After surviving the service shelter storm and flooded tents, it was with relief we pulled into Belem. Here, our driver Paul and the truck left us and they had to go board a cargo ferry. This part of Brazil is strewn with huge rivers and waterways – sometimes miles across. There are no roads. The only way to access certain parts of Northern Brazil is to take a ferry crossing. Unfortunately lorries and trucks have to go on different ferries to passengers. So Bob (the truck) left us and we had to wait a few days before the next passenger ferry left. They also travel at different speeds so we were all due to arrive at our destination at roughly the same time.
Belem used to be a thriving city one hundred years ago, unfortunately it is pretty desolate and unloved now. Most of the buildings are crumbling and practically ever surface is covered in graffiti. Our hotel was in such a dodgy neighbourhood that every single taxi driver did not believe we wanted to go there! However, you should never judge a book by its cover and when you entered the crumbling concrete facade of our hotel, you were shocked to discover it backed onto the Amazon river and had a beautiful open dining area not to mention a huge pool with a fake island in the middle of it!
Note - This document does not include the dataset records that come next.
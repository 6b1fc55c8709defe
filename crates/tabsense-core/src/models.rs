//! Versioned record types stored and exchanged by the pipeline.
//!
//! Schema and analysis payloads are opaque compressed JSON strings produced
//! by external collaborators. The core never parses their internal
//! structure; it embeds them verbatim into prompts and hashes them for
//! cache-key derivation.

use chrono::{DateTime, Utc};
use serde::{Deserialize, Serialize};

/// An identified snapshot of a dataset's ingested content.
#[derive(Debug, Clone, PartialEq, Eq, Serialize, Deserialize)]
pub struct DatasetVersion {
    pub dataset_id: String,
    pub version: String,
    /// Content hash of the ingested file.
    pub content_hash: String,
}

/// Compressed schema for a dataset version. Created once per ingested file.
#[derive(Debug, Clone, PartialEq, Eq, Serialize, Deserialize)]
pub struct SchemaRecord {
    pub dataset_id: String,
    pub version: String,
    /// Hash of the source file this schema was extracted from.
    pub file_hash: String,
    /// Opaque compressed schema JSON.
    pub schema_json: String,
}

/// Compressed analysis signals for a dataset version. Created once per
/// `(dataset_id, version)` on first analysis request.
#[derive(Debug, Clone, PartialEq, Eq, Serialize, Deserialize)]
pub struct AnalysisRecord {
    pub dataset_id: String,
    pub version: String,
    /// Opaque compressed analysis-result JSON.
    pub analysis_json: String,
    /// Content hash of `analysis_json`.
    pub content_hash: String,
    pub created_at: DateTime<Utc>,
}

/// A synthesized insight, owned by its dataset-version scope.
///
/// Immutable after creation. The scope's set only grows, via dedup-gated
/// insertion; insights are never merged or rewritten.
#[derive(Debug, Clone, PartialEq, Serialize, Deserialize)]
pub struct Insight {
    /// Deterministic identity: stable across re-runs for the same semantic
    /// insight within the scope.
    pub id: String,
    pub dataset_id: String,
    pub version: String,
    pub title: String,
    /// Rendered summary: `"{title}: {technical_summary}"`.
    pub summary: String,
    /// Model-reported confidence, clamped to `[0, 1]`.
    pub confidence: f32,
    /// SHA-256 over the normalized dedup key.
    pub semantic_hash: String,
    /// Embedding captured at acceptance time, when the capability was
    /// available. `None` participates in hash-only dedup.
    #[serde(default, skip_serializing_if = "Option::is_none")]
    pub embedding: Option<Vec<f32>>,
    pub created_at: DateTime<Utc>,
}

/// A cached natural-language answer, write-once per question fingerprint.
#[derive(Debug, Clone, PartialEq, Eq, Serialize, Deserialize)]
pub struct QueryRecord {
    pub dataset_id: String,
    pub version: String,
    pub question_fingerprint: String,
    pub answer: String,
    pub created_at: DateTime<Utc>,
}

/// The four record kinds addressed by the content-addressed cache.
#[derive(Debug, Clone, Copy, PartialEq, Eq, Hash, Serialize, Deserialize)]
#[serde(rename_all = "kebab-case")]
pub enum CacheKind {
    Schema,
    Analysis,
    InsightSet,
    Query,
}

impl std::fmt::Display for CacheKind {
    fn fmt(&self, f: &mut std::fmt::Formatter<'_>) -> std::fmt::Result {
        match self {
            Self::Schema => write!(f, "schema"),
            Self::Analysis => write!(f, "analysis"),
            Self::InsightSet => write!(f, "insight-set"),
            Self::Query => write!(f, "query"),
        }
    }
}

/// Content-addressed cache entry identity.
#[derive(Debug, Clone, PartialEq, Eq, Hash, Serialize, Deserialize)]
pub struct CacheKey {
    pub kind: CacheKind,
    pub fingerprint: String,
}

impl CacheKey {
    pub fn new(kind: CacheKind, fingerprint: impl Into<String>) -> Self {
        Self {
            kind,
            fingerprint: fingerprint.into(),
        }
    }
}

impl std::fmt::Display for CacheKey {
    fn fmt(&self, f: &mut std::fmt::Formatter<'_>) -> std::fmt::Result {
        write!(f, "{}:{}", self.kind, self.fingerprint)
    }
}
It was here we also found to our cost, how different the biting insects of the Amazon are. They bite through everything and whilst normally, you should re-apply extra strong repellent every 5-6 hours, here it was every 2 hours at the latest. After the first evening, we were all covered with multiple, very painful bites – some which were oozing!

The jewel in Belem’s crown is certainly its theatre. A guided tour showed us the beautifully painted dome ceiling, the original wooden seating and the ornate lighting. The best orchestras from Europe not to mention the best ballet troupes all used to flock here to perform. As well as the theatre, Belem has a thriving market and fish market. The fishmongers were cutting up huge fish and they took a lot of pride in their knife-work, displaying the delicately cut little fish on the counter tops.
After realising we were here a century too late to enjoy Belem, we spent the majority of the time back at the hotel watching the sunset over the Amazon and having the odd drink or two. Before long, it was time to depart for the ferry. The ferry was an overnight hammock ferry to Macapa. The previous day I had bought my hammock in the market for a grand total of $25 reals – that’s approximately £6. The touristy hammocks in Rio were going for $500 reals!
We were due to depart at noon but the ferry didn’t show up till 1pm. Then it was a mad dash to run onto the ferry to string your hammocks up. A couple of people in the group are over 60 – so they got priority boarding. They had also been given all the hammocks so they could try to get as many up before the rest of the crowds rush on. Surprisingly, they had managed to get most of the hammocks up in the same general area. I was not expecting the ferry to be anywhere near as crowded as it was. I had some romantic notion in my head of the 15 of us, alone on the deck of an old wooden steamer, hammocks swaying in the breeze. Turns out there was about 150 people just on our level – there was another level – but that was open sided, our level had glass doors to keep the elements out. Hammocks were strung everywhere, sometimes above or below you, definitely to every side of you. It is not the place to be if you are in anyway claustrophobic.




Danny had brought his inflatable sofa with him (as you do) and a very pleasant afternoon was spent on the top deck of the boat, in the blazing sunshine (around 40 degrees), sat in the sofa, having rum and cokes and talking with the locals.
After weaving myself back to my hammock – very difficult to do when the hammocks are full and there is all the luggage piled up underneath and in every available space on the floor – I tried to settle down for the night. Luckily I had brought a jumper because the air-con was turned on fully making it approximately 5 degrees C! Spent most of the night shivering and had just drifted off to sleep when at 5am an incredibly loud tannoy came on and the captain announced it was time for everyone to get up for breakfast!
I did eat my three pieces of fruit and a square of tapioca cake and then spent the rest of the morning trying to fall asleep again – but to no avail. 27 hours after boarding, we rolled up the hammocks, left the ferry and staggered off to find our hostel. The hammock ferry is an experience I am never going to forget!